Skillv1.0.0

ClawScan security

Content Repurposer · ClawHub's context-aware review of the artifact, metadata, and declared behavior.

Scanner verdict

SuspiciousApr 29, 2026, 2:51 PM

Verdict: suspicious
Confidence: medium
Model: gpt-5-mini
Summary: The skill mostly does what it says (sends content to an external LLM API and writes repurposed outputs), but the package metadata omits a required API credential and there are a few small scope/visibility mismatches you should review before installing.
Guidance: Before installing or enabling this skill: (1) Confirm where MINIMAX_API_KEY should come from and whether you trust the minimax.chat endpoint — the script sends your content to that external service. (2) Do not pass sensitive secrets or proprietary content unless you accept that it will be transmitted to the external API. (3) The skill manifest does not declare the required environment variable; update the metadata or your deployment documentation so the requirement is explicit. (4) Note the CLI supports '@file' to read arbitrary local files — ensure you don't accidentally upload files with secrets. (5) If you need stronger assurance, run the included script in an isolated environment or inspect and run it manually to verify network behavior and logs. (6) If you plan to install at scale, ask the owner for the source/homepage or an official release so you can verify provenance.
Findings: [env_var_MINIMAX_API_KEY] expected: The script reads MINIMAX_API_KEY from the environment to authenticate API requests.

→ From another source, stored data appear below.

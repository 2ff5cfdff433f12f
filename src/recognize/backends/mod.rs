pub mod stub;

#[cfg(feature = "backend-tract")]
pub mod tract;

pub use stub::StubExtractor;

#[cfg(feature = "backend-tract")]
pub use tract::TractExtractor;
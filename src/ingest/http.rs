//! HTTP MJPEG frame source.
//!
//! Cameras that expose `multipart/x-mixed-replace` MJPEG over HTTP(S) are read as a
//! continuous stream; endpoints that answer with a single JPEG are polled.

use anyhow::{anyhow, Context, Result};
use image::RgbImage;
use std::io::Read;
use std::time::{Duration, Instant};

use super::{FrameSource, SourceDescriptor, SourceOptions};

const MAX_JPEG_BYTES: usize = 5 * 1024 * 1024;

pub struct HttpMjpegSource {
    url: String,
    label: String,
    target_fps: u32,
    agent: ureq::Agent,
    stream: Option<HttpStream>,
    last_frame_at: Option<Instant>,
}

enum HttpStream {
    Mjpeg(MjpegStream),
    SingleJpeg,
}

impl HttpMjpegSource {
    pub fn new(descriptor: &SourceDescriptor, options: &SourceOptions) -> Self {
        let agent = ureq::AgentBuilder::new()
            .timeout_connect(options.connect_timeout)
            .timeout_read(options.read_timeout)
            .build();
        Self {
            url: descriptor.as_url().to_string(),
            label: descriptor.redacted(),
            target_fps: options.target_fps,
            agent,
            stream: None,
            last_frame_at: None,
        }
    }

    pub fn connect(&mut self) -> Result<()> {
        let response = self
            .agent
            .get(&self.url)
            .call()
            .with_context(|| format!("connect to http stream {}", self.label))?;
        let content_type = response.header("Content-Type").unwrap_or("");
        if content_type.to_lowercase().contains("multipart") {
            let reader = response.into_reader();
            self.stream = Some(HttpStream::Mjpeg(MjpegStream::new(reader)));
        } else {
            self.stream = Some(HttpStream::SingleJpeg);
        }
        log::info!("HttpMjpegSource: connected to {}", self.label);
        Ok(())
    }

    fn fetch_single_jpeg(&self) -> Result<Vec<u8>> {
        let response = self
            .agent
            .get(&self.url)
            .call()
            .with_context(|| format!("fetch jpeg snapshot from {}", self.label))?;
        let mut bytes = Vec::new();
        response
            .into_reader()
            .take(MAX_JPEG_BYTES as u64)
            .read_to_end(&mut bytes)
            .context("read jpeg snapshot")?;
        if bytes.is_empty() {
            return Err(anyhow!("empty jpeg snapshot"));
        }
        Ok(bytes)
    }
}

impl FrameSource for HttpMjpegSource {
    fn read_frame(&mut self) -> Result<RgbImage> {
        let min_interval = frame_interval(self.target_fps);
        loop {
            let jpeg_bytes = match self.stream.as_mut() {
                Some(HttpStream::Mjpeg(stream)) => stream.read_next_jpeg()?,
                Some(HttpStream::SingleJpeg) => self.fetch_single_jpeg()?,
                None => return Err(anyhow!("http source {} is not connected", self.label)),
            };

            let now = Instant::now();
            if let Some(last) = self.last_frame_at {
                // Polled snapshots sleep; streamed parts are skipped.
                if now.duration_since(last) < min_interval {
                    if matches!(self.stream, Some(HttpStream::SingleJpeg)) {
                        std::thread::sleep(min_interval - now.duration_since(last));
                    } else {
                        continue;
                    }
                }
            }

            let image = decode_jpeg(&jpeg_bytes)?;
            self.last_frame_at = Some(Instant::now());
            return Ok(image);
        }
    }

    fn release(&mut self) {
        if self.stream.take().is_some() {
            log::debug!("HttpMjpegSource: released {}", self.label);
        }
        self.last_frame_at = None;
    }
}

struct MjpegStream {
    reader: Box<dyn Read + Send>,
    buffer: Vec<u8>,
}

impl MjpegStream {
    fn new(reader: Box<dyn Read + Send>) -> Self {
        Self {
            reader,
            buffer: Vec::with_capacity(64 * 1024),
        }
    }

    fn read_next_jpeg(&mut self) -> Result<Vec<u8>> {
        let mut chunk = vec![0u8; 8192];
        loop {
            if let Some((start, end)) = find_jpeg_bounds(&self.buffer) {
                let frame = self.buffer[start..end].to_vec();
                self.buffer.drain(..end);
                return Ok(frame);
            }

            let read = self.reader.read(&mut chunk).context("read mjpeg chunk")?;
            if read == 0 {
                return Err(anyhow!("mjpeg stream ended"));
            }
            self.buffer.extend_from_slice(&chunk[..read]);

            if self.buffer.len() > MAX_JPEG_BYTES * 2 {
                let keep = 2.min(self.buffer.len());
                let drain_len = self.buffer.len() - keep;
                self.buffer.drain(..drain_len);
            }
        }
    }
}

fn decode_jpeg(bytes: &[u8]) -> Result<RgbImage> {
    let image = image::load_from_memory_with_format(bytes, image::ImageFormat::Jpeg)
        .context("decode jpeg")?;
    Ok(image.into_rgb8())
}

fn find_jpeg_bounds(buffer: &[u8]) -> Option<(usize, usize)> {
    let start = buffer.windows(2).position(|w| w == [0xFF, 0xD8])?;
    let end = buffer[start + 2..]
        .windows(2)
        .position(|w| w == [0xFF, 0xD9])?;
    Some((start, start + 2 + end + 2))
}

fn frame_interval(target_fps: u32) -> Duration {
    if target_fps == 0 {
        Duration::from_millis(0)
    } else {
        Duration::from_millis((1000 / target_fps).max(1) as u64)
    }
}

This is expected for a generator that calls an external LLM service, but the skill metadata does not list this required env var — a manifest mismatch. [network_call_api_minimax_chat] expected: The code issues an HTTPS POST to https://api.minimax.chat/v1/text/chatcompletion_pro to perform generation. Network calls to an external LLM endpoint are expected for the claimed functionality.

Review Dimensions

Purpose & Capability: concernThe code calls an external generation API (https://api.minimax.chat) and expects MINIMAX_API_KEY in the environment, which is coherent with a content-generation skill. However, the registry metadata and SKILL.md declare no required environment variables or primary credential. That omission is inconsistent: a useful API key is necessary for the skill to function but is not declared in the manifest.
Instruction Scope: noteSKILL.md instructs running the included Python script and describes the outputs. The script will send the provided content (or the contents of a file if the CLI argument starts with '@') to the MiniMax API and write structured JSON/text files to an output directory. SKILL.md does not document the '@file' input form or explicitly warn that content will be transmitted to an external service; otherwise the runtime behavior aligns with the stated purpose.
Install Mechanism: okNo install spec (instruction-only + bundled script). Nothing is downloaded or extracted during install and code is included as plain Python — lower installation risk.
Credentials: concernThe script reads MINIMAX_API_KEY from the environment to authenticate to the external API. Requiring a single API key is proportionate to content generation, but the required credential is not declared in the skill metadata (requires.env / primary credential are empty). This mismatch could cause confusion and accidental misconfiguration; it also means the agent installer won't warn users that an API key is needed.
Persistence & Privilege: okThe skill does not request always:true, does not modify other skills or global config, and does not request unusual system privileges. It writes outputs to a user-specified directory (default ./output).